Many plant viruses are known to be seed-transmitted, and many tobamovirus infections result from transmission through seed. Seed transmission occurs either inside the embryo, or by external contamination of the seed coat (non-embryonic seed transmission). Embryonic seed-transmitted viruses are able to infect the embryo directly from maternal tissue, or through infected pollen (Liu et al., 2014). Embryonic seed transmission infects the newly germinated seedling and most seed-transmitted viruses have been identified as embryo-infecting. Meanwhile non-embryonically-transmitted viruses are unable to invade the embryo, and are found on the surface of seeds or spread through the seed coat as a contaminant, but are able to be transmitted mechanically to the developing seedling. Viruses that undergo strictly non-embryonic seed transmission are carried on the surface of seeds or as contaminants in seed lots and are not detected in the embryo.
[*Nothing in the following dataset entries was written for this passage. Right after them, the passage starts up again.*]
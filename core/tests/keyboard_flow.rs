//! Keyboard sessions driven by key names, as a host layout would send them.

use std::sync::Arc;
use std::time::{Duration, Instant};

use transkey_core::{
    CompletionError, CompletionService, Config, DownloadConditions, HostSink, InputMode, KeyEvent,
    KeyResult, Keyboard, OutcomeStatus, TranslateError, TranslationPipeline, Translator,
};

struct Table;

impl CompletionService for Table {
    fn complete(&self, input: &str, locale: &str) -> Result<Option<Vec<String>>, CompletionError> {
        assert_eq!(locale, "zh-Hans");
        match input {
            "ni" => Ok(Some(vec!["你".to_string()])),
            "nihao" => Ok(Some(vec!["你好".to_string(), "你号".to_string()])),
            _ => Ok(None),
        }
    }
}

struct Dictionary;

impl Translator for Dictionary {
    fn ensure_ready(&self, _conditions: &DownloadConditions) -> Result<(), TranslateError> {
        Ok(())
    }

    fn translate(&self, text: &str, source: &str, target: &str) -> Result<Option<String>, TranslateError> {
        assert_eq!((source, target), ("zh", "en"));
        Ok(match text {
            "你好" => Some("Hello".to_string()),
            _ => None,
        })
    }
}

/// Records everything the keyboard sends to the document.
#[derive(Default)]
struct Document {
    text: String,
    deletes: usize,
}

impl HostSink for Document {
    fn insert_text(&mut self, text: &str) {
        self.text.push_str(text);
    }

    fn delete_backward(&mut self) {
        self.deletes += 1;
        self.text.pop();
    }
}

fn keyboard(config: &Config) -> Keyboard<Table, Document> {
    let pipeline = TranslationPipeline::builder(Arc::new(Dictionary))
        .config(config)
        .build()
        .unwrap();
    Keyboard::new(config, Table, pipeline, Document::default())
}

fn press(kb: &mut Keyboard<Table, Document>, names: &[&str]) {
    for name in names {
        let key = KeyEvent::from_key_name(name).unwrap();
        assert_eq!(kb.on_key(key), KeyResult::Handled, "key {}", name);
    }
}

fn pump_until_choice(kb: &mut Keyboard<Table, Document>) {
    let deadline = Instant::now() + Duration::from_secs(5);
    while kb.context().pending_choice.is_none() {
        assert!(Instant::now() < deadline, "translation never delivered");
        kb.pump();
        std::thread::sleep(Duration::from_millis(1));
    }
}

#[test]
fn test_direct_mode_commits_selected_candidate() {
    let config = Config {
        start_in_translate_mode: false,
        ..Config::default()
    };
    let mut kb = keyboard(&config);

    press(&mut kb, &["n", "i"]);
    assert!(kb.composition().is_composing());
    assert_eq!(kb.context().candidates, vec!["你"]);

    assert_eq!(kb.on_key(KeyEvent::Select(0)), KeyResult::Handled);
    assert_eq!(kb.host().text, "你");
    assert!(!kb.composition().is_composing());
    assert!(kb.context().candidates.is_empty());
}

#[test]
fn test_translate_mode_pumps_choice_then_commits_translation() {
    let mut kb = keyboard(&Config::default());
    assert_eq!(kb.mode(), InputMode::TranslateThenChoose);

    press(&mut kb, &["n", "i", "h", "a", "o", "space"]);
    assert!(kb.host().text.is_empty());
    // Input stays visible until the final choice.
    assert_eq!(kb.context().preedit_text, "nihao");

    pump_until_choice(&mut kb);
    let choice = kb.context().pending_choice.clone().unwrap();
    assert_eq!(choice.original, "你好");
    assert_eq!(choice.translated, "Hello");
    assert_eq!(choice.status, OutcomeStatus::Translated);

    kb.on_final_choice("你好", true);
    assert_eq!(kb.host().text, "Hello");
    assert!(!kb.context().has_visible_state());
}

#[test]
fn test_failed_translation_offers_original_twice() {
    let mut kb = keyboard(&Config::default());
    press(&mut kb, &["n", "i", "return"]);

    kb.wait_for_translations();
    let choice = kb.context().pending_choice.clone().unwrap();
    assert_eq!(choice.translated, "你");
    assert_eq!(choice.status, OutcomeStatus::FailedOpen);

    assert!(kb.choose(true));
    assert_eq!(kb.host().text, "你");
}

#[test]
fn test_toggle_then_delete_forwards_to_host() {
    let mut kb = keyboard(&Config::default());
    kb.host_mut().text.push_str("hi");

    press(&mut kb, &["n", "translate_toggle", "delete"]);
    assert_eq!(kb.mode(), InputMode::DirectInsert);
    assert_eq!(kb.host().deletes, 1);
    assert_eq!(kb.host().text, "h");
}

#[test]
fn test_reset_discards_requested_translation() {
    let mut kb = keyboard(&Config::default());
    press(&mut kb, &["n", "i", "h", "a", "o", "space"]);
    kb.reset();

    assert_eq!(kb.wait_for_translations(), 0);
    assert!(kb.context().pending_choice.is_none());
    assert!(!kb.context().translating);
    assert!(kb.host().text.is_empty());
}

#[test]
fn test_memory_pressure_keeps_session_usable() {
    let config = Config {
        start_in_translate_mode: false,
        ..Config::default()
    };
    let mut kb = keyboard(&config);
    press(&mut kb, &["n", "i"]);
    kb.on_memory_pressure().wait();
    assert_eq!(kb.resolver().cache_len(), 0);

    press(&mut kb, &["space"]);
    assert_eq!(kb.host().text, "你");
}
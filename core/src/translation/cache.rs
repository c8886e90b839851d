//! Shared translation cache.
//!
//! Lookups take the read lock and never reorder entries; inserts, merges and
//! clears take the write lock. Eviction is strictly by insertion order, one
//! entry at a time.

use indexmap::IndexMap;
use parking_lot::RwLock;

use crate::cache::{BoundedCache, EvictionPolicy};

#[derive(Debug)]
pub struct TranslationCache {
    inner: RwLock<BoundedCache<String, String>>,
}

impl TranslationCache {
    pub fn new(capacity: usize) -> Self {
        Self {
            inner: RwLock::new(BoundedCache::new(
                capacity,
                EvictionPolicy::InsertionOrder { batch: 1 },
            )),
        }
    }

    pub fn get(&self, text: &str) -> Option<String> {
        self.inner.read().peek(text).cloned()
    }

    /// Insert or overwrite; returns the number of evicted entries.
    pub fn insert(&self, text: String, translation: String) -> usize {
        self.inner.write().insert(text, translation)
    }

    /// Add entries whose keys are not cached yet, in iteration order.
    /// Returns how many were added.
    pub fn merge(&self, entries: IndexMap<String, String>) -> usize {
        let mut cache = self.inner.write();
        let mut added = 0;
        for (text, translation) in entries {
            if !cache.contains_key(&text) {
                cache.insert(text, translation);
                added += 1;
            }
        }
        added
    }

    /// Copy of the whole mapping, oldest entry first.
    pub fn snapshot(&self) -> IndexMap<String, String> {
        self.inner.read().entries().into_iter().collect()
    }

    pub fn clear(&self) {
        self.inner.write().clear();
    }

    pub fn len(&self) -> usize {
        self.inner.read().len()
    }

    pub fn is_empty(&self) -> bool {
        self.len() == 0
    }

    pub fn capacity(&self) -> usize {
        self.inner.read().capacity()
    }
}

#[cfg(test)]
mod tests {
    use super::*;

    #[test]
    fn test_capacity_two_evicts_oldest() {
        let cache = TranslationCache::new(2);
        cache.insert("a".into(), "A".into());
        cache.insert("b".into(), "B".into());
        assert_eq!(cache.insert("c".into(), "C".into()), 1);

        assert_eq!(cache.len(), 2);
        let evicted = ["a", "b"].iter().filter(|k| cache.get(k).is_none()).count();
        assert_eq!(evicted, 1);
        assert_eq!(cache.get("a"), None);
        assert_eq!(cache.get("c").as_deref(), Some("C"));
    }

    #[test]
    fn test_merge_keeps_present_keys() {
        let cache = TranslationCache::new(10);
        cache.insert("你好".into(), "Hi".into());

        let mut loaded = IndexMap::new();
        loaded.insert("你好".to_string(), "Hello".to_string());
        loaded.insert("谢谢".to_string(), "Thanks".to_string());

        assert_eq!(cache.merge(loaded), 1);
        assert_eq!(cache.get("你好").as_deref(), Some("Hi"));
        assert_eq!(cache.get("谢谢").as_deref(), Some("Thanks"));
    }

    #[test]
    fn test_merge_respects_capacity() {
        let cache = TranslationCache::new(3);
        let loaded: IndexMap<String, String> =
            (0..10).map(|i| (format!("k{}", i), format!("v{}", i))).collect();
        cache.merge(loaded);
        assert_eq!(cache.len(), 3);
        assert!(cache.get("k9").is_some());
        assert!(cache.get("k0").is_none());
    }

    #[test]
    fn test_snapshot_preserves_order() {
        let cache = TranslationCache::new(5);
        for k in ["x", "y", "z"] {
            cache.insert(k.into(), k.to_uppercase());
        }
        let keys: Vec<_> = cache.snapshot().into_keys().collect();
        assert_eq!(keys, vec!["x", "y", "z"]);
    }

    #[test]
    fn test_clear() {
        let cache = TranslationCache::new(5);
        cache.insert("a".into(), "A".into());
        cache.clear();
        assert!(cache.is_empty());
        assert_eq!(cache.capacity(), 5);
    }
}
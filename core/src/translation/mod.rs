//! Translation pipeline: selected candidate -> translated text.
//!
//! The pipeline sits between the keyboard and an external `Translator`:
//!
//! - **cache**: bounded, read-mostly map of source -> translation, guarded by
//!   a reader/writer lock so background jobs and foreground lookups can share it
//! - **store**: durable backing for the cache, loaded at construction and
//!   flushed at teardown, both best-effort
//! - **task**: handle through which background results come back to the
//!   foreground context
//! - **pipeline**: the background runtime, readiness gate and fail-open policy
//!
//! Failures never reach the commit path. A translation that cannot be produced
//! completes with the original text and status `FailedOpen`.

pub mod cache;
pub mod pipeline;
pub mod store;
pub mod task;

pub use cache::TranslationCache;
pub use pipeline::{PipelineBuilder, PipelineError, TranslationPipeline};
pub use store::{JsonFileStore, MemoryStore, NullStore};
pub use task::Task;

use tracing::{info, warn};

use crate::service::TranslateError;

/// How a translation request was satisfied.
#[derive(Debug, Clone, Copy, PartialEq, Eq)]
pub enum OutcomeStatus {
    /// Served from the cache without leaving the caller's context.
    Cached,
    /// Produced by the translator on the background context.
    Translated,
    /// The translator failed; `text` is the original input.
    FailedOpen,
}

/// Result of one translation request.
#[derive(Debug, Clone, PartialEq, Eq)]
pub struct TranslationOutcome {
    /// The text that was submitted.
    pub original: String,
    /// The translation, or the original text when the request failed open.
    pub text: String,
    pub status: OutcomeStatus,
}

impl TranslationOutcome {
    pub(crate) fn cached(original: &str, text: String) -> Self {
        Self {
            original: original.to_string(),
            text,
            status: OutcomeStatus::Cached,
        }
    }

    pub(crate) fn failed_open(original: String) -> Self {
        Self {
            text: original.clone(),
            original,
            status: OutcomeStatus::FailedOpen,
        }
    }

    /// True unless the request failed open.
    pub fn is_translated(&self) -> bool {
        self.status != OutcomeStatus::FailedOpen
    }
}

/// Telemetry hook notified of every background translation.
///
/// Called from the background context; implementations must not touch
/// foreground state. Results for the commit path travel through `Task`.
pub trait TranslationObserver: Send + Sync {
    fn translation_completed(&self, _original: &str, _translated: &str) {}
    fn translation_failed(&self, _original: &str, _error: &TranslateError) {}
}

/// Default observer: reports through `tracing`.
#[derive(Debug, Default, Clone, Copy)]
pub struct LogObserver;

impl TranslationObserver for LogObserver {
    fn translation_completed(&self, original: &str, translated: &str) {
        info!(original, translated, "translation completed");
    }

    fn translation_failed(&self, original: &str, error: &TranslateError) {
        warn!(original, %error, "translation failed");
    }
}

/// Everyday phrases seeded into the cache when `preload_common_phrases` is on.
pub const COMMON_PHRASES: &[(&str, &str)] = &[
    ("你好", "Hello"),
    ("谢谢", "Thank you"),
    ("不客气", "You're welcome"),
    ("再见", "Goodbye"),
    ("早安", "Good morning"),
    ("晚安", "Good night"),
    ("对不起", "Sorry"),
    ("没关系", "It's okay"),
    ("请", "Please"),
    ("是的", "Yes"),
    ("不是", "No"),
    ("可以", "Can"),
    ("不可以", "Cannot"),
    ("好的", "Okay"),
    ("明白", "Understand"),
];
//! Keyboard orchestrator with mode handling and the commit protocol.
//!
//! `Keyboard` ties the composition buffer, the candidate resolver and the
//! translation pipeline together. The platform feeds it key events through
//! `on_key()`, calls `pump()` from its event loop to receive finished
//! translations, and reads `context()` to redraw.
//!
//! All methods run on the foreground context. Translation results are only
//! ever applied from `pump()` / `wait_for_translations()`, so keyboard state
//! has a single writer.

use tracing::debug;

use crate::candidate::Direction;
use crate::composition::{CompositionBuffer, DeleteOutcome};
use crate::resolver::CandidateResolver;
use crate::service::{CompletionService, HostSink};
use crate::translation::{OutcomeStatus, Task, TranslationOutcome, TranslationPipeline};
use crate::Config;

/// Key events the keyboard can process.
#[derive(Debug, Clone, Copy, PartialEq, Eq)]
pub enum KeyEvent {
    /// Letter key (any alphabetic character, either case)
    Letter(char),
    /// Delete / backspace key
    Delete,
    /// Space bar (select highlighted candidate or insert a space)
    Space,
    /// Return key (select highlighted candidate or insert a newline)
    Return,
    /// Translate-mode toggle button
    ModeToggle,
    /// Tap on the candidate at this index
    Select(usize),
    /// Move the candidate highlight towards the start
    SelectionUp,
    /// Move the candidate highlight towards the end
    SelectionDown,
}

impl KeyEvent {
    /// Map a key name as reported by the keyboard layout.
    ///
    /// Named keys are `"delete"`, `"space"`, `"return"` and
    /// `"translate_toggle"`; any single letter is a `Letter`.
    pub fn from_key_name(name: &str) -> Option<Self> {
        match name {
            "delete" => Some(Self::Delete),
            "space" => Some(Self::Space),
            "return" => Some(Self::Return),
            "translate_toggle" => Some(Self::ModeToggle),
            _ => {
                let mut chars = name.chars();
                match (chars.next(), chars.next()) {
                    (Some(ch), None) if ch.is_alphabetic() => Some(Self::Letter(ch)),
                    _ => None,
                }
            }
        }
    }
}

/// Result of processing a key event.
#[derive(Debug, Clone, Copy, PartialEq, Eq)]
pub enum KeyResult {
    /// Key was handled by the keyboard
    Handled,
    /// Key was not handled (ignored)
    NotHandled,
}

/// What happens to a selected candidate.
#[derive(Debug, Clone, Copy, PartialEq, Eq, Hash)]
pub enum InputMode {
    /// Commit the candidate as-is.
    DirectInsert,
    /// Translate the candidate, then let the user pick original or translation.
    TranslateThenChoose,
}

impl InputMode {
    pub fn toggled(self) -> Self {
        match self {
            Self::DirectInsert => Self::TranslateThenChoose,
            Self::TranslateThenChoose => Self::DirectInsert,
        }
    }

    pub fn is_translate(self) -> bool {
        self == Self::TranslateThenChoose
    }
}

/// Original and translated forms of a selection, waiting for the user.
#[derive(Debug, Clone, PartialEq, Eq)]
pub struct TranslationChoice {
    pub original: String,
    /// Equals `original` when translation failed.
    pub translated: String,
    pub status: OutcomeStatus,
}

impl From<TranslationOutcome> for TranslationChoice {
    fn from(outcome: TranslationOutcome) -> Self {
        Self {
            original: outcome.original,
            translated: outcome.text,
            status: outcome.status,
        }
    }
}

/// Keyboard state for the presentation layer.
///
/// Plain data, refreshed after every state change. The platform reads these
/// fields to draw the input display, candidate bar and translation options.
#[derive(Debug, Clone, Default, PartialEq, Eq)]
pub struct KeyboardContext {
    /// Phonetic text being composed
    pub preedit_text: String,

    /// Candidates for the current preedit
    pub candidates: Vec<String>,

    /// Highlighted candidate index (0-based)
    pub candidate_cursor: usize,

    /// Translation options awaiting a final choice
    pub pending_choice: Option<TranslationChoice>,

    /// A translation has been requested and not delivered yet
    pub translating: bool,

    /// Status line (mode, candidate count)
    pub auxiliary_text: String,
}

impl KeyboardContext {
    /// Check if there's any visible state (preedit, candidates or a choice).
    pub fn has_visible_state(&self) -> bool {
        !self.preedit_text.is_empty() || !self.candidates.is_empty() || self.pending_choice.is_some()
    }
}

/// The keyboard session.
///
/// Owns the host sink it types into; `host()` / `host_mut()` give the
/// embedding application access to it.
pub struct Keyboard<C, H> {
    composition: CompositionBuffer,
    resolver: CandidateResolver<C>,
    pipeline: TranslationPipeline,
    mode: InputMode,
    host: H,
    /// Translation of the latest selection, if not delivered yet
    in_flight: Option<Task<TranslationOutcome>>,
    context: KeyboardContext,
}

impl<C: CompletionService, H: HostSink> Keyboard<C, H> {
    /// Create a keyboard in the mode chosen by `config`.
    pub fn new(config: &Config, service: C, pipeline: TranslationPipeline, host: H) -> Self {
        let mut keyboard = Self {
            composition: CompositionBuffer::new(),
            resolver: CandidateResolver::new(service, config),
            pipeline,
            mode: config.initial_mode(),
            host,
            in_flight: None,
            context: KeyboardContext::default(),
        };
        keyboard.sync_context();
        keyboard
    }

    /// Process a key event.
    ///
    /// After calling this, read `context()` to update the UI. Text destined
    /// for the document goes straight to the host sink.
    pub fn on_key(&mut self, key: KeyEvent) -> KeyResult {
        let result = match key {
            KeyEvent::Letter(ch) => {
                if !ch.is_alphabetic() {
                    return KeyResult::NotHandled;
                }
                self.composition.append_letter(ch);
                self.refresh_candidates();
                KeyResult::Handled
            }
            KeyEvent::Delete => {
                match self.composition.delete() {
                    DeleteOutcome::Removed(_) => self.refresh_candidates(),
                    DeleteOutcome::ForwardToHost => self.host.delete_backward(),
                }
                KeyResult::Handled
            }
            KeyEvent::Space => self.commit_or_forward(" "),
            KeyEvent::Return => self.commit_or_forward("\n"),
            KeyEvent::ModeToggle => {
                self.mode = self.mode.toggled();
                debug!(mode = ?self.mode, "input mode toggled");
                self.clear_input();
                KeyResult::Handled
            }
            KeyEvent::Select(index) => match self.resolver.select_candidate(index) {
                Some(candidate) => {
                    self.on_selection(&candidate);
                    KeyResult::Handled
                }
                None => KeyResult::NotHandled,
            },
            KeyEvent::SelectionUp => self.move_selection(Direction::Previous),
            KeyEvent::SelectionDown => self.move_selection(Direction::Next),
        };
        self.sync_context();
        result
    }

    /// Space / Return: the highlighted candidate counts as selected. Without
    /// candidates, pending phonetic input is committed raw and the whitespace
    /// goes to the host.
    fn commit_or_forward(&mut self, whitespace: &str) -> KeyResult {
        if let Some(candidate) = self.resolver.selected_candidate().map(str::to_string) {
            self.on_selection(&candidate);
            return KeyResult::Handled;
        }
        if self.composition.is_composing() {
            let raw = self.composition.commit();
            self.host.insert_text(&raw);
            self.clear_input();
        }
        self.host.insert_text(whitespace);
        KeyResult::Handled
    }

    fn move_selection(&mut self, direction: Direction) -> KeyResult {
        if self.resolver.candidates().is_empty() {
            return KeyResult::NotHandled;
        }
        self.resolver.move_selection(direction);
        KeyResult::Handled
    }

    /// A candidate was chosen.
    ///
    /// Direct mode commits it. Translate mode requests its translation; the
    /// result shows up as `pending_choice` once delivered by `pump()` and
    /// nothing is committed until `on_final_choice()`. A new selection
    /// replaces the previous one, so an older translation that arrives late
    /// is never presented.
    pub fn on_selection(&mut self, candidate: &str) {
        match self.mode {
            InputMode::DirectInsert => {
                self.host.insert_text(candidate);
                self.clear_input();
            }
            InputMode::TranslateThenChoose => {
                self.context.pending_choice = None;
                self.in_flight = Some(self.pipeline.translate(candidate));
                // Cache hits are already resolved.
                self.pump();
            }
        }
        self.sync_context();
    }

    /// Commit `original` or its cached translation, then reset the input.
    ///
    /// Falls back to `original` when no translation is cached.
    pub fn on_final_choice(&mut self, original: &str, use_translated: bool) {
        let text = if use_translated {
            self.pipeline
                .get_cached_translation(original)
                .unwrap_or_else(|| original.to_string())
        } else {
            original.to_string()
        };
        self.host.insert_text(&text);
        self.clear_input();
        self.sync_context();
    }

    /// Resolve the pending choice. Returns false when there is none.
    pub fn choose(&mut self, use_translated: bool) -> bool {
        match self.context.pending_choice.take() {
            Some(choice) => {
                self.on_final_choice(&choice.original, use_translated);
                true
            }
            None => false,
        }
    }

    /// Apply the requested translation if it has finished. Returns how many
    /// were applied (0 or 1).
    ///
    /// Call this from the platform's event loop.
    pub fn pump(&mut self) -> usize {
        let (outcome, pending) = match self.in_flight.as_mut() {
            Some(task) => (task.try_take(), task.is_pending()),
            None => return 0,
        };
        if pending {
            return 0;
        }
        self.in_flight = None;
        let delivered = outcome.map(|outcome| self.present(outcome)).is_some();
        self.sync_context();
        usize::from(delivered)
    }

    /// Block until the requested translation is applied.
    pub fn wait_for_translations(&mut self) -> usize {
        let outcome = self.in_flight.take().and_then(Task::wait);
        let delivered = outcome.map(|outcome| self.present(outcome)).is_some();
        self.sync_context();
        usize::from(delivered)
    }

    fn present(&mut self, outcome: TranslationOutcome) {
        debug!(original = %outcome.original, status = ?outcome.status, "translation ready");
        self.context.pending_choice = Some(outcome.into());
    }

    /// Drop both caches. Exposed to the host for low-memory notifications.
    ///
    /// The returned task resolves once the translation cache is empty.
    pub fn on_memory_pressure(&mut self) -> Task<()> {
        self.resolver.clear_cache();
        self.pipeline.clear_cache()
    }

    /// Discard pending input, candidates and translation options.
    pub fn reset(&mut self) {
        self.clear_input();
        self.sync_context();
    }

    /// Also forgets the requested translation; its background job still
    /// finishes and fills the cache.
    fn clear_input(&mut self) {
        self.composition.clear();
        self.resolver.clear_candidates();
        self.in_flight = None;
        self.context.pending_choice = None;
    }

    fn refresh_candidates(&mut self) {
        if self.composition.is_empty() {
            self.resolver.clear_candidates();
        } else {
            let input = self.composition.text().to_string();
            self.resolver.generate_candidates(&input);
        }
    }

    fn sync_context(&mut self) {
        let list = self.resolver.candidates();
        self.context.preedit_text = self.composition.text().to_string();
        self.context.candidates = list.candidates().to_vec();
        self.context.candidate_cursor = list.selected_index();
        self.context.translating = self.in_flight.is_some();
        self.context.auxiliary_text = self.auxiliary_text();
    }

    fn auxiliary_text(&self) -> String {
        let mode = match self.mode {
            InputMode::DirectInsert => "直接输入",
            InputMode::TranslateThenChoose => "翻译",
        };
        if self.in_flight.is_some() {
            format!("{} | 翻译中...", mode)
        } else if self.context.pending_choice.is_some() {
            format!("{} | 原文/译文", mode)
        } else if !self.context.candidates.is_empty() {
            format!("{} | {} 个候选", mode, self.context.candidates.len())
        } else {
            mode.to_string()
        }
    }

    pub fn mode(&self) -> InputMode {
        self.mode
    }

    /// Get a reference to the context for reading keyboard state.
    pub fn context(&self) -> &KeyboardContext {
        &self.context
    }

    pub fn composition(&self) -> &CompositionBuffer {
        &self.composition
    }

    pub fn resolver(&self) -> &CandidateResolver<C> {
        &self.resolver
    }

    pub fn pipeline(&self) -> &TranslationPipeline {
        &self.pipeline
    }

    pub fn host(&self) -> &H {
        &self.host
    }

    pub fn host_mut(&mut self) -> &mut H {
        &mut self.host
    }
}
In general, members of the genus Tobamovirus have been shown to be seed transmitted in a non-embryonic way (Agarwal and Sinclair, 1996; Hull, 2002), although CGMMV has been shown to also internalize to the seed (Reingold et al., 2015).
Another tobamovirus, Pepper mild mottle virus (PMMoV) is also reported to result in yield loss caused by seed transmission (Wetter and Conti, 1988). As with other members of the genus Tobamovirus, CGMMV and PMMoV have a single-stranded, positive-sense RNA genome encapsidated in rigid rod-shaped particles by a single type of coat protein (CP) (Adams et al., 2009). The genomic RNA contains a 5′ cap and a tRNA-like structure in the 3′ untranslated region, and encodes four polypeptides. The tobamovirus 128 kDa protein and read-through 183 kDa RNA-dependent RNA polymerase proteins translated from the genomic RNA are used for viral replication (Derrick et al., 1997), whereas the 30 kDa cell-to-cell movement protein (MP) and the 17 kDa CP are translated from 3′ co-terminal subgenomic RNAs (Takamatsu et al., 1987).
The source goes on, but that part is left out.